Anche de La Tour, come Caravaggio, fu uomo litigioso e persino violento, ma anche e soprattutto ambizioso e desideroso di ascesa sociale. Non si mescolò al mondo delle taverne e dei lupanari, sposò una donna nobile e amò fregiarsi del titolo di pittore reale. Celebre e ricercato ai suoi tempi, gli toccò l'oscurità dopo la morte. Come a Vermeer. Fu riscoperto solo all'inizio del Novecento in un fondamentale scritto del critico tedesco Hermann Voss e da allora, come per Vermeer, si freme alla ricomparsa di ogni sua opera sul mercato, fra entusiasmi, quotazioni alle stelle e sospetti di falso.
Probabilmente commissionata dalla città di Lunéville, dove de La Tour viveva, nel 1644 in onore di un nuovo governatore, «L'Adorazione dei pastori» è opera della tarda maturità dell'artista che più o meno negli stessi anni dipinge anche «San Giuseppe falegname». Ma adesso dimentichiamo qualsiasi riferimento critico o biografico per entrare nella sala dell'Alessi e avvicinarci in semplicità alle due tele (chiuse nelle teche della ditta milanese Goppion), nella spoglia ambientazione che Elisabetta Greci ha studiato per le curatrici della mostra Valeria Merlini e Daniela Storti (il catalogo è di Skira): una curva parete che sembra di argilla, realizzata con terre desalinizzate, divide i due quadri, raccordandoli però in un unico percorso. Una cornice di arcaica povertà, quasi rozza, come rozza doveva essere la stalla di Betlemme e povera la casa di Nazareth.
Da Betlemme a Nazareth ci conduce infatti il pittore, attraversando i primi anni di Gesù e insieme trasformando il Natale da grande festa universale della maternità a celebrazione della paternità. Di una paternità trascurata, quasi dimenticata dalla grande iconografia cristiana e cattolica, che mette invece in primo piano Maria, la giovane donna toccata dalla grazia, simbolo di tutte le madri del mondo.
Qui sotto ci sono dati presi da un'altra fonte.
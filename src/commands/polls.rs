//! List the parsed polls with their weights.

use crate::{
	commands::{predict::load_forecast_config, types::PollsConfig},
	error::Error,
	polls::{load_polls, sort_newest_first},
	report::render_polls,
	weighting::WeightingEngine,
};

pub fn polls_cmd(config: PollsConfig) -> Result<(), Error> {
	let forecast_config = load_forecast_config(config.config.as_deref(), config.evaluation_date)?;

	let mut polls = load_polls(&config.polls_file, &forecast_config)?;
	if let Some(state) = &config.state {
		polls.retain(|name, _| name == state);
		if polls.is_empty() {
			return Err(Error::Other(format!("no polls for state `{state}`")));
		}
	}
	sort_newest_first(&mut polls);

	let engine = WeightingEngine::new(&forecast_config);
	for list in polls.values_mut() {
		engine.weigh_state(list)?;
	}

	print!("{}", render_polls(&polls));
	Ok(())
}
use chrono::NaiveDate;

use crate::{
	config::parse_date,
	opt::TossupFallback,
	prelude::{DEFAULT_ELECTORAL_FILE, DEFAULT_POLLS_FILE},
};

#[derive(Debug, Clone, PartialEq, clap::Parser)]
pub struct PredictConfig {
	/// The electoral table: `<state> <votes> <Obama|Romney|Tossup>` per line.
	#[clap(long, default_value = DEFAULT_ELECTORAL_FILE, env = "ELECTORAL_FILE")]
	pub electoral_file: String,

	/// The scraped poll listing.
	#[clap(long, default_value = DEFAULT_POLLS_FILE, env = "POLLS_FILE")]
	pub polls_file: String,

	/// The day to forecast for, `YYYY-MM-DD`. Overrides the configuration file.
	#[clap(long, value_parser = parse_date)]
	pub evaluation_date: Option<NaiveDate>,

	/// JSON file overriding the pollster tables and other forecast settings.
	#[clap(long, env = "FORECAST_CONFIG")]
	pub config: Option<String>,

	/// What to do with a tossup state that has no usable poll.
	#[clap(long, value_enum, default_value_t = TossupFallback::Reject)]
	pub tossup_fallback: TossupFallback,

	/// Also write the full forecast, polls included, as JSON to this path.
	#[clap(long)]
	pub output: Option<String>,
}

#[derive(Debug, Clone, PartialEq, clap::Parser)]
pub struct PollsConfig {
	/// The scraped poll listing.
	#[clap(long, default_value = DEFAULT_POLLS_FILE, env = "POLLS_FILE")]
	pub polls_file: String,

	/// The day weights are computed for, `YYYY-MM-DD`. Overrides the configuration file.
	#[clap(long, value_parser = parse_date)]
	pub evaluation_date: Option<NaiveDate>,

	/// JSON file overriding the pollster tables and other forecast settings.
	#[clap(long, env = "FORECAST_CONFIG")]
	pub config: Option<String>,

	/// Only list the polls of this state.
	#[clap(long)]
	pub state: Option<String>,
}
Lui, Giuseppe, viene citato poche volte: è accanto a Maria nella gravidanza e nel parto, la protegge durante la fuga in Egitto, è con lei alla presentazione di Gesù al tempio, ma poi scompare, non sappiamo quando e come morì, non c'è durante la Passione, la sua morte non viene citata. Viene ricordato solo come il padre putativo, figura minore e quasi incolore.
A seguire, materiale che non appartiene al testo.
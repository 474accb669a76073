//! The electoral table: electoral votes and baseline alignment per state.
//!
//! One record per line, three whitespace separated fields:
//!
//! ```text
//! Ohio 18 Tossup
//! NewYork 29 Obama
//! ```

use std::{fmt, path::Path};

use serde::Serialize;

use crate::{
	aggregate::StateScores,
	error::Error,
	opt::{Baseline, Candidate},
	prelude::{LOG_TARGET, StateMap},
	utils::read_text_file,
};

/// One electoral unit.
#[derive(Debug, Clone, PartialEq, Serialize)]
pub struct State {
	pub name: String,
	pub votes: u32,
	pub baseline: Baseline,
	/// Set by the aggregator, `None` until then.
	pub scores: Option<StateScores>,
}

impl State {
	pub fn new(name: impl Into<String>, votes: u32, baseline: Baseline) -> Self {
		Self { name: name.into(), votes, baseline, scores: None }
	}

	/// The projected winner. Before scoring, the baseline decides and a tossup goes to Romney.
	pub fn winner(&self) -> Candidate {
		match &self.scores {
			Some(scores) => scores.winner(),
			None => self.baseline.candidate().unwrap_or(Candidate::Romney),
		}
	}
}

impl fmt::Display for State {
	fn fmt(&self, f: &mut fmt::Formatter<'_>) -> fmt::Result {
		write!(f, "{} ({}): {}", self.name, self.votes, self.winner())
	}
}

/// Read the electoral table at `path`.
pub fn load_electoral(path: impl AsRef<Path>) -> Result<StateMap, Error> {
	let path = path.as_ref();
	let content = read_text_file(path)?;
	parse_electoral(&content, &path.display().to_string())
}

/// Parse an electoral table. Blank lines are skipped, any other malformed line aborts.
pub fn parse_electoral(input: &str, source_name: &str) -> Result<StateMap, Error> {
	let mut states = StateMap::new();

	for (idx, line) in input.lines().enumerate() {
		let line_no = idx + 1;
		let fields: Vec<&str> = line.split_whitespace().collect();
		if fields.is_empty() {
			continue;
		}

		let [name, votes, baseline, ..] = fields[..] else {
			return Err(Error::malformed(
				source_name,
				line_no,
				format!("expected `<state> <votes> <baseline>`, got {} field(s)", fields.len()),
			));
		};

		let votes: u32 = votes.parse().map_err(|_| {
			Error::malformed(source_name, line_no, format!("vote count `{votes}` is not an integer"))
		})?;
		if votes == 0 {
			return Err(Error::malformed(source_name, line_no, "vote count must be positive"));
		}

		let baseline: Baseline = baseline
			.parse()
			.map_err(|e: Error| Error::malformed(source_name, line_no, e.to_string()))?;

		if states.insert(name.to_string(), State::new(name, votes, baseline)).is_some() {
			log::warn!(target: LOG_TARGET, "State `{name}` listed twice in {source_name}, keeping line {line_no}");
		}
	}

	log::info!(target: LOG_TARGET, "Loaded {} states from {}", states.len(), source_name);
	Ok(states)
}

#[cfg(test)]
mod tests {
	use super::*;

	const TABLE: &str = "Ohio 18 Tossup\nNewYork 29 Obama\n\n  Texas   38 Romney  \n";

	#[test]
	fn parses_well_formed_rows() {
		let states = parse_electoral(TABLE, "test").unwrap();

		assert_eq!(states.len(), 3);
		assert_eq!(states["Ohio"], State::new("Ohio", 18, Baseline::Tossup));
		assert_eq!(states["NewYork"].votes, 29);
		assert_eq!(states["NewYork"].baseline, Baseline::Obama);
		assert_eq!(states["Texas"].baseline, Baseline::Romney);
		// BTreeMap keeps identifiers sorted.
		assert_eq!(states.keys().collect::<Vec<_>>(), vec!["NewYork", "Ohio", "Texas"]);
	}

	#[test]
	fn rejects_short_rows() {
		let err = parse_electoral("Ohio 18 Tossup\nOhio 18\n", "electoral.txt").unwrap_err();
		assert!(matches!(err, Error::MalformedRecord { line: 2, .. }), "{err}");
	}

	#[test]
	fn rejects_non_integer_votes() {
		let err = parse_electoral("Ohio eighteen Tossup\n", "electoral.txt").unwrap_err();
		assert!(matches!(err, Error::MalformedRecord { line: 1, .. }));
		assert!(parse_electoral("Ohio -3 Tossup\n", "electoral.txt").is_err());
		assert!(parse_electoral("Ohio 0 Tossup\n", "electoral.txt").is_err());
	}

	#[test]
	fn rejects_unknown_baseline() {
		let err = parse_electoral("Ohio 18 Leans\n", "electoral.txt").unwrap_err();
		match err {
			Error::MalformedRecord { reason, .. } => assert!(reason.contains("Leans")),
			other => panic!("unexpected error: {other}"),
		}
	}

	#[test]
	fn display_uses_baseline_before_scoring() {
		let states = parse_electoral(TABLE, "test").unwrap();
		assert_eq!(states["NewYork"].to_string(), "NewYork (29): Obama");
		assert_eq!(states["Ohio"].to_string(), "Ohio (18): Romney");
	}
}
Fu il regista Pasquale Festa Campanile in un delicato libro («Per amore solo per amore», premio Campiello 1984) a sottolinearne l'umile grandezza, la fede, la sua forza e il suo coraggio nell'accettare l'ardua condizione di padre terreno del figlio divino.
De La Tour sembra anticipare questa empatia, circondando la figura di Giuseppe di sommesso pathos. Nell' «Adorazione» guarda commosso e reverente il Bambino e la giovane, bella madre vestita di rosso, facendo velo con la mano alla candela, mentre dal Bambino sprigiona una luce soprannaturale.